En Irak, le quotidien sous les tirs croisés de l'armée turque et du PKK

  • De longue date, Bagdad et Erbil, capitale du Kurdistan irakien, sont accusées de détourner le regard pour préserver l'alliance stratégique les unissant à Ankara, un des principaux partenaires commerciaux du pays
  • Même si à chaque flambée de violence, des communiqués viennent condamner du bout des lèvres une violation de la souveraineté irakienne et les répercussions pour les civils

HIROR: "La plupart des habitants sont partis", se lamente dans son jardin le septuagénaire Moustafa Ahmed, exhibant dans ses paumes des douilles vides. Dans l'extrême nord de l'Irak, les civils vivent au quotidien sous les tirs croisés de l'armée turque et des combattants du PKK.
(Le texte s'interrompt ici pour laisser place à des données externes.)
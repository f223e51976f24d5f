use chrono::{DateTime, Duration, TimeZone, Utc};

use mongoconnect::domain::connection::{
    AuthMethod, ConnectionDescriptor, ConnectionId, ReadPreference, SslMethod,
};

pub fn base_time() -> DateTime<Utc> {
    Utc.with_ymd_and_hms(2024, 6, 1, 12, 0, 0).unwrap()
}

pub fn minutes_after_base(minutes: i64) -> DateTime<Utc> {
    base_time() + Duration::minutes(minutes)
}

pub fn recent(id: &str, minutes: i64) -> ConnectionDescriptor {
    ConnectionDescriptor {
        id: ConnectionId::from(id),
        hostname: format!("{}.internal", id),
        last_used: Some(minutes_after_base(minutes)),
        ..ConnectionDescriptor::new()
    }
}

pub fn favorite(id: &str, name: &str) -> ConnectionDescriptor {
    ConnectionDescriptor {
        id: ConnectionId::from(id),
        name: name.to_string(),
        is_favorite: true,
        ..ConnectionDescriptor::new()
    }
}

pub fn atlas_with_credentials(id: &str) -> ConnectionDescriptor {
    let mut d = ConnectionDescriptor {
        id: ConnectionId::from(id),
        name: "Atlas".to_string(),
        hostname: "cluster0.ab12c.mongodb.net".to_string(),
        is_srv_record: true,
        read_preference: ReadPreference::SecondaryPreferred,
        replica_set_name: Some("atlas-rs".to_string()),
        is_favorite: true,
        ..ConnectionDescriptor::new()
    };
    d.auth.method = AuthMethod::Mongodb;
    d.auth.username = "reporter".to_string();
    d.auth.password = "p@ss/word".to_string();
    d.tls.method = SslMethod::SystemCa;
    d
}
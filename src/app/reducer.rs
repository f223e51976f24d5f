//! Pure reducer: state transitions only, no I/O.
//!
//! # Purity Rules
//!
//! The reducer MUST NOT:
//! - Call `Utc::now()` (time is passed as `now` parameter)
//! - Touch the backing store or the data service
//! - Spawn async tasks
//!
//! Anything with a side effect is returned as an [`Effect`].

use chrono::{DateTime, Utc};

use crate::action::Action;
use crate::effect::Effect;
use crate::reducers::{reduce_form, reduce_lifecycle, reduce_registry};
use crate::state::ConnectState;

pub fn reduce(state: &mut ConnectState, action: Action, now: DateTime<Utc>) -> Vec<Effect> {
    if let Some(effects) = reduce_form(state, &action, now) {
        return effects;
    }
    if let Some(effects) = reduce_registry(state, &action, now) {
        return effects;
    }
    if let Some(effects) = reduce_lifecycle(state, &action, now) {
        return effects;
    }

    debug_assert!(false, "Unhandled action: {}", action.name());
    vec![]
}
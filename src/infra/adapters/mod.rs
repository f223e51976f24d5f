pub mod connection_repository;
pub mod host;
pub mod mongo_data_service;

pub use connection_repository::TomlConnectionRepository;
pub use host::ChannelHost;
pub use mongo_data_service::{MongoDataService, MongoSession};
Depuis des décennies, le conflit opposant Ankara au Parti des travailleurs du Kurdistan (PKK) a débordé dans le nord de l'Irak. Sur les hauteurs verdoyantes du Kurdistan irakien, l'armée turque a installé des dizaines de positions tandis que les combattants du PKK, des Kurdes turcs, y ont leurs bases arrières.

"Notre vie est devenue un enfer. On ne se sent plus en sécurité chez nous", lâche Moustafa Ahmed, à l'ombre de l'amandier planté devant sa maison au village bucolique de Hiror, près de la frontière avec la Turquie.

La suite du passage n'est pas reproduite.